Firefighters respond to a pedestrian struck by a vehicle in Surrey.  A study is currently under way to determine how to make fire services across the country more sustainable and efficient.

Firefighters respond to a pedestrian struck by a vehicle in Surrey. A study is currently under way to determine how to make fire services across the country more sustainable and efficient.

A medic for every Surrey fire truck?

University study looks at how to make Canadian fire services more efficient.

Paramedics could soon be riding on fire trucks, depending on the results of a study now under way at the University of the Fraser Valley (UFV).

The academic paper will explore how to deliver fire services in a more cost-effective, safe and sustainable way, according to Surrey Fire Chief Len Garis, also chair of the national Fire Community of Practice.

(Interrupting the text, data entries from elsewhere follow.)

// Copyright 2025 the Understory Authors
// SPDX-License-Identifier: Apache-2.0 OR MIT

//! Per-layout-pass positions for handles, the filled track and step markers.
//!
//! These helpers bundle the [`value_to_offset`] calls a renderer makes for
//! one frame. Values and selections are clamped into the bounds first, so a
//! host that wrote an out-of-range value still gets a drawable layout.

#[cfg(not(feature = "std"))]
use kurbo::common::FloatFuncs as _; // for `floor`

use crate::bounds::{SliderBounds, effective_step};
use crate::geometry::TrackGeometry;
use crate::mapping::{OffsetTarget, value_to_offset};
use crate::range::{Selection, clamp_selection_to_bounds};

/// Layout of a single-value slider.
#[derive(Clone, Copy, Debug, Default, PartialEq)]
pub struct SingleLayout {
    /// Leading edge of the handle.
    pub handle_offset: f64,
    /// Inset of the filled track from the trailing edge.
    pub fill_trailing_inset: f64,
}

impl SingleLayout {
    /// Computes the layout for `value`.
    #[must_use]
    pub fn compute(value: f64, bounds: &SliderBounds, geometry: &TrackGeometry) -> Self {
        let value = bounds.clamp(value);
        Self {
            handle_offset: value_to_offset(value, bounds, geometry, OffsetTarget::Handle),
            fill_trailing_inset: value_to_offset(
                value,
                bounds,
                geometry,
                OffsetTarget::TrailingTrim,
            ),
        }
    }
}

/// Layout of a range slider.
#[derive(Clone, Copy, Debug, Default, PartialEq)]
pub struct RangeLayout {
    /// Leading edge of the lower handle.
    pub lower_handle_offset: f64,
    /// Leading edge of the upper handle.
    pub upper_handle_offset: f64,
    /// Inset of the filled track from the leading edge (centre of the lower handle).
    pub fill_leading_inset: f64,
    /// Inset of the filled track from the trailing edge (centre of the upper handle).
    pub fill_trailing_inset: f64,
}

impl RangeLayout {
    /// Computes the layout for `selection`.
    #[must_use]
    pub fn compute(selection: Selection, bounds: &SliderBounds, geometry: &TrackGeometry) -> Self {
        let Selection { lower, upper } = clamp_selection_to_bounds(selection, bounds);
        Self {
            lower_handle_offset: value_to_offset(lower, bounds, geometry, OffsetTarget::Handle),
            upper_handle_offset: value_to_offset(upper, bounds, geometry, OffsetTarget::Handle),
            fill_leading_inset: value_to_offset(lower, bounds, geometry, OffsetTarget::LeadingTrim),
            fill_trailing_inset: value_to_offset(
                upper,
                bounds,
                geometry,
                OffsetTarget::TrailingTrim,
            ),
        }
    }
}

/// Centre positions of step markers along the track.
///
/// There are `floor(span / step) + 1` markers spread evenly from the centre
/// of a handle at the lower bound to the centre of a handle at the upper
/// bound. When the step does not divide the span the markers stay evenly
/// spaced and so drift from the snapped handle positions, like the partial
/// final step of the mapping. Without an effective step the iterator is empty.
#[must_use]
pub fn step_markers(
    bounds: &SliderBounds,
    step: Option<f64>,
    geometry: &TrackGeometry,
) -> StepMarkers {
    let start = geometry.handle_size / 2.0;
    let Some(step) = effective_step(step) else {
        return StepMarkers {
            start,
            spacing: 0.0,
            next: 0,
            count: 0,
        };
    };
    #[expect(
        clippy::cast_possible_truncation,
        reason = "Saturating conversion; marker counts beyond usize are not drawable anyway"
    )]
    let intervals = (bounds.span() / step).floor() as usize;
    let spacing = if intervals == 0 {
        0.0
    } else {
        geometry.travel() / intervals as f64
    };
    StepMarkers {
        start,
        spacing,
        next: 0,
        count: intervals.saturating_add(1),
    }
}

/// Iterator returned by [`step_markers`].
#[derive(Clone, Debug)]
pub struct StepMarkers {
    start: f64,
    spacing: f64,
    next: usize,
    count: usize,
}

impl Iterator for StepMarkers {
    type Item = f64;

    fn next(&mut self) -> Option<f64> {
        if self.next >= self.count {
            return None;
        }
        let x = self.start + self.spacing * self.next as f64;
        self.next += 1;
        Some(x)
    }

    fn size_hint(&self) -> (usize, Option<usize>) {
        let remaining = self.count - self.next;
        (remaining, Some(remaining))
    }
}

impl ExactSizeIterator for StepMarkers {}
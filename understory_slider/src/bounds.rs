// Copyright 2025 the Understory Authors
// SPDX-License-Identifier: Apache-2.0 OR MIT

//! Slider bounds and step normalization.

use core::fmt;

/// Error returned when slider bounds cannot be constructed.
#[derive(Clone, Copy, Debug, PartialEq, Eq)]
pub enum BoundsError {
    /// `lower` was not strictly less than `upper`.
    Empty,
    /// One of the endpoints was NaN or infinite.
    NonFinite,
}

impl fmt::Display for BoundsError {
    fn fmt(&self, f: &mut fmt::Formatter<'_>) -> fmt::Result {
        match self {
            Self::Empty => f.write_str("slider bounds must satisfy lower < upper"),
            Self::NonFinite => f.write_str("slider bounds must be finite"),
        }
    }
}

impl core::error::Error for BoundsError {}

/// The closed numeric interval a slider value or selection stays within.
///
/// Bounds are validated on construction, so `lower < upper` holds for every
/// value of this type and the span used as a divisor is never zero.
#[derive(Clone, Copy, Debug, PartialEq)]
pub struct SliderBounds {
    lower: f64,
    upper: f64,
}

impl SliderBounds {
    /// Creates bounds from `lower` and `upper`.
    ///
    /// Returns [`BoundsError::Empty`] unless `lower < upper`, and
    /// [`BoundsError::NonFinite`] if either endpoint is NaN or infinite.
    pub fn new(lower: f64, upper: f64) -> Result<Self, BoundsError> {
        if !lower.is_finite() || !upper.is_finite() {
            return Err(BoundsError::NonFinite);
        }
        if lower >= upper {
            return Err(BoundsError::Empty);
        }
        Ok(Self { lower, upper })
    }

    /// Returns the lower endpoint.
    #[must_use]
    pub const fn lower(&self) -> f64 {
        self.lower
    }

    /// Returns the upper endpoint.
    #[must_use]
    pub const fn upper(&self) -> f64 {
        self.upper
    }

    /// Returns `upper - lower`, always positive.
    #[must_use]
    pub fn span(&self) -> f64 {
        self.upper - self.lower
    }

    /// Clamps `value` into the bounds.
    ///
    /// NaN maps to `lower`.
    #[must_use]
    pub fn clamp(&self, value: f64) -> f64 {
        if value.is_nan() {
            return self.lower;
        }
        value.clamp(self.lower, self.upper)
    }

    /// Returns `true` if `value` lies within the closed interval.
    #[must_use]
    pub fn contains(&self, value: f64) -> bool {
        self.lower <= value && value <= self.upper
    }

    /// Returns the fractional position of `value`, `0.0` at `lower` and `1.0` at `upper`.
    ///
    /// The value is not clamped first.
    #[must_use]
    pub fn fraction_of(&self, value: f64) -> f64 {
        (value - self.lower) / self.span()
    }

    /// Maps a fraction back into the domain. Inverse of [`SliderBounds::fraction_of`].
    #[must_use]
    pub fn value_at(&self, fraction: f64) -> f64 {
        fraction * self.span() + self.lower
    }
}

impl Default for SliderBounds {
    /// `0.0..=1.0`.
    fn default() -> Self {
        Self {
            lower: 0.0,
            upper: 1.0,
        }
    }
}

/// Normalizes an optional step: non-positive or non-finite steps mean continuous.
#[must_use]
pub fn effective_step(step: Option<f64>) -> Option<f64> {
    step.filter(|s| s.is_finite() && *s > 0.0)
}
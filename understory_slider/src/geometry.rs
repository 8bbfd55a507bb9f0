// Copyright 2025 the Understory Authors
// SPDX-License-Identifier: Apache-2.0 OR MIT

use kurbo::{Point, Size};

/// Pixel geometry of a slider track, recomputed by the host on every layout pass.
///
/// `track_width` includes the handle diameter: a handle at the lower bound
/// starts at `0` and a handle at the upper bound ends at `track_width`.
#[derive(Clone, Copy, Debug, Default, PartialEq)]
pub struct TrackGeometry {
    /// Width available for the track, including the handle diameter.
    pub track_width: f64,
    /// Diameter of a handle.
    pub handle_size: f64,
}

impl TrackGeometry {
    /// Creates a geometry, clamping negative or NaN extents to zero.
    #[must_use]
    pub fn new(track_width: f64, handle_size: f64) -> Self {
        Self {
            track_width: non_negative(track_width),
            handle_size: non_negative(handle_size),
        }
    }

    /// Creates a geometry from the size the host laid the track out at.
    ///
    /// Only the width is used; the height belongs to the styling layer.
    #[must_use]
    pub fn from_size(size: Size, handle_size: f64) -> Self {
        Self::new(size.width, handle_size)
    }

    /// Distance the leading edge of a handle can travel.
    ///
    /// Zero when the handle does not fit in the track.
    #[must_use]
    pub fn travel(&self) -> f64 {
        non_negative(self.track_width - self.handle_size)
    }

    /// Converts a track-local pointer location into the travel coordinate.
    ///
    /// The pointer addresses the handle centre, so half the handle is
    /// subtracted. The result may fall outside `0..=travel()`; the mapping
    /// functions clamp it.
    #[must_use]
    pub fn travel_x(&self, location: Point) -> f64 {
        location.x - self.handle_size / 2.0
    }
}

fn non_negative(v: f64) -> f64 {
    if v > 0.0 { v } else { 0.0 }
}
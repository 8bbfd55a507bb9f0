// Copyright 2025 the Understory Authors
// SPDX-License-Identifier: Apache-2.0 OR MIT

//! Explicit styling configuration for a slider.
//!
//! All knobs live on [`SliderStyle`], which the host passes by value to its
//! rendering layer. Nothing here draws; the style only feeds the sizes used
//! by [`TrackGeometry`] and [`crate::layout`], plus the colors and toggles a
//! renderer needs.

use peniko::Color;

use crate::bounds::effective_step;
use crate::feedback::SliderEvent;
use crate::geometry::TrackGeometry;

/// Default track height in logical pixels.
pub const DEFAULT_TRACK_HEIGHT: f64 = 4.0;

/// Default handle diameter in logical pixels.
pub const DEFAULT_HANDLE_SIZE: f64 = 28.0;

/// Step marker height relative to the handle when no explicit height is set.
pub const STEP_HEIGHT_RATIO: f64 = 0.8;

/// Light or dark appearance, used to resolve the default track color.
#[derive(Clone, Copy, Debug, Default, PartialEq, Eq, Hash)]
pub enum ColorScheme {
    /// Light appearance.
    #[default]
    Light,
    /// Dark appearance.
    Dark,
}

/// Fill colors of the two handles.
///
/// A single-value slider uses `lower`.
#[derive(Clone, Copy, Debug)]
pub struct HandleColors {
    /// Color of the lower (or only) handle.
    pub lower: Color,
    /// Color of the upper handle of a range slider.
    pub upper: Color,
}

impl HandleColors {
    /// Uses `color` for both handles.
    #[must_use]
    pub const fn uniform(color: Color) -> Self {
        Self {
            lower: color,
            upper: color,
        }
    }
}

impl Default for HandleColors {
    fn default() -> Self {
        Self::uniform(Color::WHITE)
    }
}

/// Styling options for a slider, with the defaults of a platform slider.
#[derive(Clone, Copy, Debug)]
pub struct SliderStyle {
    /// Height of the track. Defaults to [`DEFAULT_TRACK_HEIGHT`].
    pub track_height: f64,
    /// Diameter of each handle. Defaults to [`DEFAULT_HANDLE_SIZE`].
    pub handle_size: f64,
    /// Handle fill colors. Defaults to white.
    pub handle_colors: HandleColors,
    /// Color of the unfilled track and step markers.
    ///
    /// `None` uses the system grey for the active [`ColorScheme`].
    pub track_color: Option<Color>,
    /// Whether step markers are drawn. Only meaningful with a step. Defaults to `false`.
    pub show_steps: bool,
    /// Height of step markers. `None` means [`STEP_HEIGHT_RATIO`] of the handle size.
    pub step_height: Option<f64>,
    /// Whether the host should play selection haptics. Defaults to `false`.
    pub haptic_feedback: bool,
}

impl Default for SliderStyle {
    fn default() -> Self {
        Self {
            track_height: DEFAULT_TRACK_HEIGHT,
            handle_size: DEFAULT_HANDLE_SIZE,
            handle_colors: HandleColors::default(),
            track_color: None,
            show_steps: false,
            step_height: None,
            haptic_feedback: false,
        }
    }
}

impl SliderStyle {
    /// Sets the track height.
    #[must_use]
    pub fn with_track_height(mut self, height: f64) -> Self {
        self.track_height = height.max(0.0);
        self
    }

    /// Sets the handle diameter.
    #[must_use]
    pub fn with_handle_size(mut self, size: f64) -> Self {
        self.handle_size = size.max(0.0);
        self
    }

    /// Uses `color` for every handle.
    #[must_use]
    pub fn with_handle_color(mut self, color: Color) -> Self {
        self.handle_colors = HandleColors::uniform(color);
        self
    }

    /// Colors the lower and upper handles of a range slider separately.
    #[must_use]
    pub fn with_handle_colors(mut self, lower: Color, upper: Color) -> Self {
        self.handle_colors = HandleColors { lower, upper };
        self
    }

    /// Overrides the track color.
    #[must_use]
    pub fn with_track_color(mut self, color: Color) -> Self {
        self.track_color = Some(color);
        self
    }

    /// Shows or hides step markers.
    #[must_use]
    pub fn with_steps_shown(mut self, shown: bool) -> Self {
        self.show_steps = shown;
        self
    }

    /// Sets an explicit step marker height.
    #[must_use]
    pub fn with_step_height(mut self, height: f64) -> Self {
        self.step_height = Some(height.max(0.0));
        self
    }

    /// Enables or disables haptic feedback.
    #[must_use]
    pub fn with_haptic_feedback(mut self, enabled: bool) -> Self {
        self.haptic_feedback = enabled;
        self
    }

    /// Height the slider occupies: the tallest of handle, track and explicit step height.
    #[must_use]
    pub fn frame_height(&self) -> f64 {
        self.handle_size
            .max(self.track_height)
            .max(self.step_height.unwrap_or(0.0))
    }

    /// Height at which step markers are drawn.
    #[must_use]
    pub fn step_marker_height(&self) -> f64 {
        self.step_height.unwrap_or(self.handle_size * STEP_HEIGHT_RATIO)
    }

    /// The step to draw markers for, or `None` when markers are hidden or
    /// the slider is continuous.
    #[must_use]
    pub fn marker_step(&self, step: Option<f64>) -> Option<f64> {
        if self.show_steps {
            effective_step(step)
        } else {
            None
        }
    }

    /// Returns the track color, falling back to the system grey for `scheme`.
    #[must_use]
    pub fn resolved_track_color(&self, scheme: ColorScheme) -> Color {
        self.track_color.unwrap_or(match scheme {
            ColorScheme::Light => Color::from_rgba8(228, 228, 230, 255),
            ColorScheme::Dark => Color::from_rgba8(61, 61, 65, 255),
        })
    }

    /// Track geometry for a laid-out track of `track_width`.
    #[must_use]
    pub fn geometry(&self, track_width: f64) -> TrackGeometry {
        TrackGeometry::new(track_width, self.handle_size)
    }

    /// Returns `true` if the host should play selection feedback for `event`.
    #[must_use]
    pub fn plays_haptic(&self, event: SliderEvent) -> bool {
        self.haptic_feedback && event.wants_haptic()
    }
}
// Copyright 2025 the Understory Authors
// SPDX-License-Identifier: Apache-2.0 OR MIT

use criterion::{BenchmarkId, Criterion, Throughput, black_box, criterion_group, criterion_main};
use understory_slider::{
    Handle, RangeController, RangeLayout, Selection, SliderBounds, TrackGeometry,
    offset_to_value, step_markers,
};

fn bench_offset_to_value(c: &mut Criterion) {
    let mut group = c.benchmark_group("slider/offset_to_value");
    let bounds = SliderBounds::new(0.0, 100.0).unwrap();
    let geometry = TrackGeometry::new(1028.0, 28.0);
    let pointers: Vec<f64> = (0..1_024).map(|i| f64::from(i) - 12.0).collect();
    group.throughput(Throughput::Elements(pointers.len() as u64));

    for (name, step) in [("continuous", None), ("stepped", Some(5.0))] {
        group.bench_with_input(BenchmarkId::new(name, pointers.len()), &pointers, |b, xs| {
            b.iter(|| {
                let mut acc = 0.0;
                for &x in xs {
                    acc += offset_to_value(black_box(x), &bounds, &geometry, step);
                }
                black_box(acc)
            });
        });
    }

    group.finish();
}

fn bench_range_gesture(c: &mut Criterion) {
    let mut group = c.benchmark_group("slider/range_gesture");
    let bounds = SliderBounds::new(0.0, 100.0).unwrap();
    let geometry = TrackGeometry::new(1028.0, 28.0);

    // Hypothesis: one drag move is a handful of float ops; a full sweep is
    // dominated by the per-move mapping, not by session bookkeeping.
    for moves in [16usize, 256, 4_096] {
        let xs: Vec<f64> = (0..moves).map(|i| (i % 1_000) as f64).collect();
        group.throughput(Throughput::Elements(moves as u64));
        group.bench_with_input(BenchmarkId::new("lower_sweep", moves), &xs, |b, xs| {
            b.iter(|| {
                let mut controller = RangeController::new(bounds, Some(1.0));
                let mut selection = Selection::new(10.0, 90.0);
                for &x in xs {
                    black_box(controller.on_drag(Handle::Lower, x, &geometry, &mut selection));
                }
                controller.on_drag_end(Handle::Lower);
                black_box(RangeLayout::compute(selection, &bounds, &geometry))
            });
        });
    }

    group.finish();
}

fn bench_step_markers(c: &mut Criterion) {
    let bounds = SliderBounds::new(0.0, 100.0).unwrap();
    let geometry = TrackGeometry::new(1028.0, 28.0);
    c.bench_function("slider/step_markers", |b| {
        b.iter(|| step_markers(&bounds, black_box(Some(0.5)), &geometry).sum::<f64>());
    });
}

criterion_group!(
    benches,
    bench_offset_to_value,
    bench_range_gesture,
    bench_step_markers
);
criterion_main!(benches);
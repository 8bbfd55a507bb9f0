// Copyright 2025 the Understory Authors
// SPDX-License-Identifier: Apache-2.0 OR MIT

//! Accessibility value text for assistive technologies.

use alloc::format;
use alloc::string::{String, ToString};

use crate::range::Selection;

/// Describes a single slider value, e.g. `"42"` or `"0.5"`.
#[must_use]
pub fn value_description(value: f64) -> String {
    value.to_string()
}

/// Describes a range selection as `"{lower} to {upper}"`.
#[must_use]
pub fn range_description(selection: Selection) -> String {
    format!("{} to {}", selection.lower, selection.upper)
}
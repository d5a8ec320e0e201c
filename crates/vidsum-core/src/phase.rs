/// Stages of one summarize attempt, in order. `Error` is the parallel
/// terminal stage.
#[derive(Clone, Copy, Debug, Default, PartialEq, Eq, PartialOrd, Ord)]
pub enum Phase {
    #[default]
    Idle,
    Connecting,
    Downloading,
    Transcript,
    Summarizing,
    Finalizing,
    Complete,
    Error,
}

impl Phase {
    /// Upper bound for displayed progress while this phase is active.
    pub fn ceiling(self) -> f32 {
        match self {
            Phase::Idle => 0.0,
            Phase::Connecting => 12.0,
            Phase::Downloading => 45.0,
            Phase::Transcript => 60.0,
            Phase::Summarizing => 85.0,
            Phase::Finalizing => 95.0,
            Phase::Complete => 100.0,
            Phase::Error => 100.0,
        }
    }

    pub fn is_terminal(self) -> bool {
        matches!(self, Phase::Complete | Phase::Error)
    }

    pub fn as_str(self) -> &'static str {
        match self {
            Phase::Idle => "idle",
            Phase::Connecting => "connecting",
            Phase::Downloading => "downloading",
            Phase::Transcript => "transcript",
            Phase::Summarizing => "summarizing",
            Phase::Finalizing => "finalizing",
            Phase::Complete => "complete",
            Phase::Error => "error",
        }
    }
}

/// A status line classified into a phase transition. `label` of `None` means
/// the raw server text is worth showing as-is.
#[derive(Clone, Copy, Debug, PartialEq)]
pub struct StatusClass {
    pub phase: Phase,
    pub progress: f32,
    pub label: Option<&'static str>,
}

const fn class(phase: Phase, progress: f32, label: Option<&'static str>) -> StatusClass {
    StatusClass {
        phase,
        progress,
        label,
    }
}

/// Classify loose server status text by ordered substring rules; the first
/// match wins. Text matching no rule leaves the phase alone and is shown
/// verbatim.
pub fn classify_status(text: &str) -> Option<StatusClass> {
    if text.contains("Found in cache") {
        return Some(class(
            Phase::Finalizing,
            92.0,
            Some("Found in cache, loading…"),
        ));
    }
    if text.contains("Downloading") {
        // "Downloading video: 42.5%" interpolates into the download band.
        let progress = embedded_number(text)
            .map(|pct| 10.0 + pct.clamp(0.0, 100.0) * 0.35)
            .unwrap_or(10.0);
        return Some(class(Phase::Downloading, progress, None));
    }
    if text.contains("Uploading") {
        return Some(class(
            Phase::Summarizing,
            55.0,
            Some("Uploading for analysis…"),
        ));
    }
    if text.contains("Parallel Analysis") {
        return Some(class(
            Phase::Summarizing,
            75.0,
            Some("Summarizing and transcribing in parallel…"),
        ));
    }
    if text.contains("processing") {
        return Some(class(Phase::Summarizing, 70.0, None));
    }
    if text.contains("analyzing") {
        return Some(class(Phase::Finalizing, 90.0, None));
    }
    None
}

/// Mode hints derived from status text, independent of phase tracking.
pub fn classify_hint(text: &str) -> Option<&'static str> {
    if text.contains("subtitle") {
        Some("subtitle fast path")
    } else if text.contains("audio") {
        Some("audio fast path")
    } else if text.contains("visual") || text.contains("video") {
        Some("visual analysis")
    } else {
        None
    }
}

/// Some server modes push a detached `"complete"` status instead of (or in
/// addition to) a `summary_complete` event. Both are valid terminal signals.
pub fn is_complete_marker(text: &str) -> bool {
    text.trim().eq_ignore_ascii_case("complete")
}

fn embedded_number(text: &str) -> Option<f32> {
    let start = text.find(|c: char| c.is_ascii_digit())?;
    let number: String = text[start..]
        .chars()
        .take_while(|c| c.is_ascii_digit() || *c == '.')
        .collect();
    number.parse().ok()
}
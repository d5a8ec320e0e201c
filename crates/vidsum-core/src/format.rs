use crate::types::SummaryResult;

/// Title for a history record: first markdown heading or non-empty line of
/// the summary, truncated, with the URL as fallback.
pub fn title_from_summary(summary: &str, fallback: &str) -> String {
    for line in summary.lines() {
        let line = line.trim().trim_start_matches('#').trim();
        if !line.is_empty() {
            return truncate_chars(line, 50);
        }
    }
    fallback.to_string()
}

fn truncate_chars(text: &str, max: usize) -> String {
    match text.char_indices().nth(max) {
        Some((idx, _)) => text[..idx].to_string(),
        None => text.to_string(),
    }
}

/// Format a finished summary as human-readable markdown.
pub fn render_result(result: &SummaryResult) -> String {
    let mut output = String::new();

    output.push_str(result.summary.trim_end());
    output.push('\n');

    if let Some(usage) = &result.usage {
        let mut parts = Vec::new();
        if let Some(n) = usage.input_tokens {
            parts.push(format!("input {n}"));
        }
        if let Some(n) = usage.output_tokens {
            parts.push(format!("output {n}"));
        }
        if let Some(n) = usage.total_tokens {
            parts.push(format!("total {n}"));
        }
        if !parts.is_empty() {
            output.push_str(&format!("\n**Tokens:** {}\n", parts.join(" | ")));
        }
    }

    if let Some(file) = &result.video_file {
        output.push_str(&format!("\n**Video file:** {file}\n"));
    }

    output
}

#[cfg(test)]
mod tests {
    use super::*;
    use crate::types::UsageInfo;

    #[test]
    fn title_prefers_the_first_heading() {
        let title = title_from_summary("# A Great Video\n\nBody text", "https://example.com/v");
        assert_eq!(title, "A Great Video");
    }

    #[test]
    fn title_skips_blank_lines() {
        let title = title_from_summary("\n\nplain opener", "fallback");
        assert_eq!(title, "plain opener");
    }

    #[test]
    fn title_falls_back_to_the_url() {
        assert_eq!(title_from_summary("   \n\n", "https://example.com/v"), "https://example.com/v");
    }

    #[test]
    fn title_truncates_without_splitting_characters() {
        let long = "标题".repeat(40);
        let title = title_from_summary(&long, "fallback");
        assert_eq!(title.chars().count(), 50);
    }

    #[test]
    fn render_includes_usage_when_present() {
        let result = SummaryResult {
            summary: "# Title\n\nBody".to_string(),
            transcript: String::new(),
            video_file: Some("v.mp4".to_string()),
            usage: Some(UsageInfo {
                input_tokens: Some(10),
                output_tokens: Some(5),
                total_tokens: Some(15),
                ..Default::default()
            }),
        };
        let rendered = render_result(&result);
        assert!(rendered.contains("# Title"));
        assert!(rendered.contains("**Tokens:** input 10 | output 5 | total 15"));
        assert!(rendered.contains("**Video file:** v.mp4"));
    }

    #[test]
    fn render_is_just_the_summary_without_extras() {
        let result = SummaryResult {
            summary: "plain".to_string(),
            ..Default::default()
        };
        assert_eq!(render_result(&result), "plain\n");
    }
}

UFV will be partnering with the Canadian Association of Fire Chiefs and Defense Research to help improve Canada’s fire services. Garis said the study is aimed at making fire services across the country more sustainable and efficient.

UFV is receiving Canadian Safety and Security Program funding of $134,550 to conduct two research projects. The second study will form a framework for new policies.

“We’re going to make sure there is success, and if there’s not, we’re going to be abandoning things,” Garis said.

He said that could mean changes in the way fire services answer medical calls.

“We probably need to rationalize what we’re doing there and make sure the citizens are getting the best value for what’s being delivered,” Garis said. “An outcome could be integrating those services so that there’s less duplication.”

For example, Garis said that could mean basing a paramedic out of each fire hall, so that a person in distress would receive more advanced medical care as soon the fire trucks arrive. (Fire trucks are typically the first on scene at emergency calls. Firefighters have advanced first aid and CPR training ).

As well as receiving treatment faster, if the patient didn’t require or want transport to hospital, the call for an ambulance could then be cancelled, Garis said, freeing it up for other calls.

In Winnipeg, there is a paramedic on every fire truck. The city also has a municipal ambulance service.

Garis said it’s much too early to say what will happen, and discussion about actions after the study is purely hypothetical.

Towns such as Nelson, Campbell River and Prince Rupert have been cutting back on fire services because they are so expensive.

Merging of fire services could be a possibility in some of the smaller towns.

Surrey made an offer to merge with White Rock fire services some time back, but the idea was turned down by politicians. Garis said he has no plans to reawaken that debate.

“We’ve already demonstrated there’s value in that,” Garis said. “If (White Rock residents) are prepared to pay more, that’s up to them.”

The study will be finished by the end of September. After that, the fire committee will seek federal funding to run pilot projects.